▸ THE PROBLEM
Below are records; please set down exactly the lines from the first through the one containing "and penetration statistics.".

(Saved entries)
== Segment start ==

//! Activation simulation, run lifecycle, and orchestration for Ripple.
//!
//! This crate owns the three-phase activation model (Seed, Spread,
//! Saturate) and the async runner that steps it over a persona network.
//!
//! # Modules
//!
//! - [`config`] -- Configuration loading from `ripple-config.yaml` into
//!   strongly-typed structs.
//! - [`diffusion`] -- [`DiffusionSimulator`] and its tunable parameters.
//! - [`run`] -- A single run bound to one graph revision.
//! - [`tracker`] -- Adoption curve and penetration statistics.
//! - [`operator`] -- Shared operator control state and commands.
//! - [`runner`] -- The async tick loop with operator controls.
//!
//! [`DiffusionSimulator`]: diffusion::DiffusionSimulator

pub mod config;
pub mod diffusion;
pub mod operator;
pub mod run;
pub mod runner;
pub mod tracker;
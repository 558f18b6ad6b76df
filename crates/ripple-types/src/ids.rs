//! Type-safe identifier wrappers.
//!
//! Runs are identified by UUID v7 (time-ordered) so run reports sort by
//! start time. Personas and communities use readable string keys
//! (`persona-17`, `north-india`) because the same labels are shown to
//! users and reported against by downstream consumers.

use std::borrow::Borrow;

use serde::{Deserialize, Serialize};
use ts_rs::TS;
use uuid::Uuid;

/// Generates a newtype wrapper around [`Uuid`] with standard derives.
macro_rules! define_id {
    (
        $(#[$meta:meta])*
        $name:ident
    ) => {
        $(#[$meta])*
        #[derive(Debug, Clone, Copy, PartialEq, Eq, PartialOrd, Ord, Hash, Serialize, Deserialize, TS)]
        #[ts(export, export_to = "bindings/")]
        pub struct $name(pub Uuid);

        impl $name {
            /// Create a new identifier using UUID v7 (time-ordered).
            pub fn new() -> Self {
                Self(Uuid::now_v7())
            }

            /// Return the inner [`Uuid`] value.
            pub const fn into_inner(self) -> Uuid {
                self.0
            }
        }

        impl Default for $name {
            fn default() -> Self {
                Self::new()
            }
        }

        impl core::fmt::Display for $name {
            fn fmt(&self, f: &mut core::fmt::Formatter<'_>) -> core::fmt::Result {
                write!(f, "{}", self.0)
            }
        }

        impl From<Uuid> for $name {
            fn from(id: Uuid) -> Self {
                Self(id)
            }
        }

        impl From<$name> for Uuid {
            fn from(id: $name) -> Self {
                id.0
            }
        }
    };
}

/// Generates a newtype wrapper around [`String`] for readable keys.
///
/// Keys implement `Borrow<str>` so ordered sets and maps keyed by them can
/// be queried with plain string slices.
macro_rules! define_key {
    (
        $(#[$meta:meta])*
        $name:ident
    ) => {
        $(#[$meta])*
        #[derive(Debug, Clone, PartialEq, Eq, PartialOrd, Ord, Hash, Serialize, Deserialize, TS)]
        #[ts(export, export_to = "bindings/")]
        pub struct $name(pub String);

        impl $name {
            /// Create a key from any string-like value.
            pub fn new(value: impl Into<String>) -> Self {
                Self(value.into())
            }

            /// Borrow the key as a string slice.
            pub fn as_str(&self) -> &str {
                &self.0
            }

            /// Return the inner [`String`] value.
            pub fn into_inner(self) -> String {
                self.0
            }
        }

        impl core::fmt::Display for $name {
            fn fmt(&self, f: &mut core::fmt::Formatter<'_>) -> core::fmt::Result {
                f.write_str(&self.0)
            }
        }

        impl From<&str> for $name {
            fn from(value: &str) -> Self {
                Self(value.to_owned())
            }
        }

        impl From<String> for $name {
            fn from(value: String) -> Self {
                Self(value)
            }
        }

        impl Borrow<str> for $name {
            fn borrow(&self) -> &str {
                &self.0
            }
        }

        impl AsRef<str> for $name {
            fn as_ref(&self) -> &str {
                &self.0
            }
        }
    };
}

define_id! {
    /// Unique identifier for one simulation run (start to stop).
    RunId
}

define_key! {
    /// Unique identifier for a persona. Graph nodes reuse the persona id.
    PersonaId
}

define_key! {
    /// Identifier of a community (for example `north-india`).
    CommunityId
}

impl PersonaId {
    /// The canonical id for the persona generated at `index`.
    pub fn for_index(index: usize) -> Self {
        Self(format!("persona-{index}"))
    }
}

#[cfg(test)]
mod tests {
    use std::collections::BTreeSet;

    use super::*;

    #[test]
    fn run_ids_are_unique() {
        let a = RunId::new();
        let b = RunId::new();
        assert_ne!(a, b);
        assert_ne!(a.into_inner(), Uuid::nil());
    }

    #[test]
    fn persona_id_for_index() {
        assert_eq!(PersonaId::for_index(42).as_str(), "persona-42");
    }

    #[test]
    fn key_serializes_as_plain_string() {
        let id = CommunityId::new("north-india");
        let json = serde_json::to_string(&id).ok();
        assert_eq!(json.as_deref(), Some("\"north-india\""));
    }

    #[test]
    fn keyed_sets_accept_str_lookups() {
        let mut set = BTreeSet::new();
        set.insert(PersonaId::from("persona-1"));
        assert!(set.contains("persona-1"));
        assert!(!set.contains("persona-2"));
    }
}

== Segment end ==

▸ WRITTEN RESPONSE
//! Activation simulation, run lifecycle, and orchestration for Ripple.
//!
//! This crate owns the three-phase activation model (Seed, Spread,
//! Saturate) and the async runner that steps it over a persona network.
//!
//! # Modules
//!
//! - [`config`] -- Configuration loading from `ripple-config.yaml` into
//!   strongly-typed structs.
//! - [`diffusion`] -- [`DiffusionSimulator`] and its tunable parameters.
//! - [`run`] -- A single run bound to one graph revision.
//! - [`tracker`] -- Adoption curve and penetration statistics.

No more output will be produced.